Where to start and why it stays on the top of our page. With numerous links to health conditions, mental health, child development and family structure. Also provided are multiple sources of the societal costs of homelessness data including government spending on programs such as, health care systems, legal systems, municipal clean-up efforts, and so much more. A MUST READ!!!

Cost Calculations

The purpose of this study was to describe a novel approach to calculating service use costs across multiple domains of service for homeless populations. A randomly-selected sample of homeless persons was interviewed in St. Louis, MO and followed for two years. Service- and cost-related data were collected from homeless individuals and from the agencies serving them. Detailed interviews of study participants and of agency personnel in specific domains of service (medical, psychiatric, substance abuse, homeless maintenance, homeless amelioration services) were conducted using a standardized approach. Service utilization data were obtained from agency records. Standardized service-related costs were derived and aggregated across multiple domains from agency-reported data. Housing status was not found to be significantly associated with costs. Although labor intensive, this approach to cost estimation allows costs to be accurately compared across domains. These methods could potentially be applied to other populations.

Keywords: Homeless, service use, cost, psychiatric disorders, alcohol use disorders, drug use disorders, longitudinal

An good source of some relatively recent homelessness cost calculations for services provided to the homeless. (Service unit cost data were obtained and costs were derived using a methodology developed at RTI International, known as the Substance Abuse Services Cost Analysis Program (SASCAP))

Interesting Information includes: Lifetime legal problems (64%), Lifetime Alcohol use disorder (59%), Lifetime Cocaine use disorder (45%), Lifetime serious mental illness (32%) which may be biased by their location, but still distressing. Medical costs of ~$3000 per year. Psychiatric costs of ~$1600 per year. Substance abuse of ~$1000 per year. Municipalities can use the data from Table 3 to get a basic understanding of cost per person and multiply that against their unhoused count in their annual point in time survey.

Historical Materials

A PDF of the book by William H. Whyte that summarizes research undertaken as part of the Street Life Project for the New York City Planning Commission. 
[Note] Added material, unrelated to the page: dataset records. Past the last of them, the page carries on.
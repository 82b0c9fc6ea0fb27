//! Convenient re-exports for downstream crates.

pub use crate::config::PlannerConfig;
pub use crate::error::{Error, Result};
pub use crate::hash::{hash_serde, hash_str, Hash256};
pub use crate::plan::{describe_to_string, Plan, Search, Solver};
pub use crate::problem::{Direction, IoDim, Tensor, TransformProblem};
pub use crate::stride::StrideDescriptor;
pub use num_complex::Complex64;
Analysis of human behavior in public space One of the earliest analysis of urban strategies for visible homelessness we have.

Historical Materials

Oscar Newman’s (Architect & City Planner) publication for the U.S. Housing and Urban Development Office, that claims that architectural and environmental design plays a crucial part in increasing or reducing criminality. “Defensible space therefore is a sociophysical phenomenon” – the book includes multiple case studies. The key premise is that “All Defensible Space programs have a common purpose: They restructure the physical layout of communities to allow residents to control the areas around their homes.”

The origin of Crime Prevention Through Environmental Design, or CPTED theory. The claim that it is “helping the Nation’s citizens reclaim their urban neighborhoods“, is obviously far fetched. This is arguably the pre-cursor to the broken windows theory of James Q. Wilson and George L. Kelling in 1982, that is still popular (and widely criticized) in law enforcement circles to this day.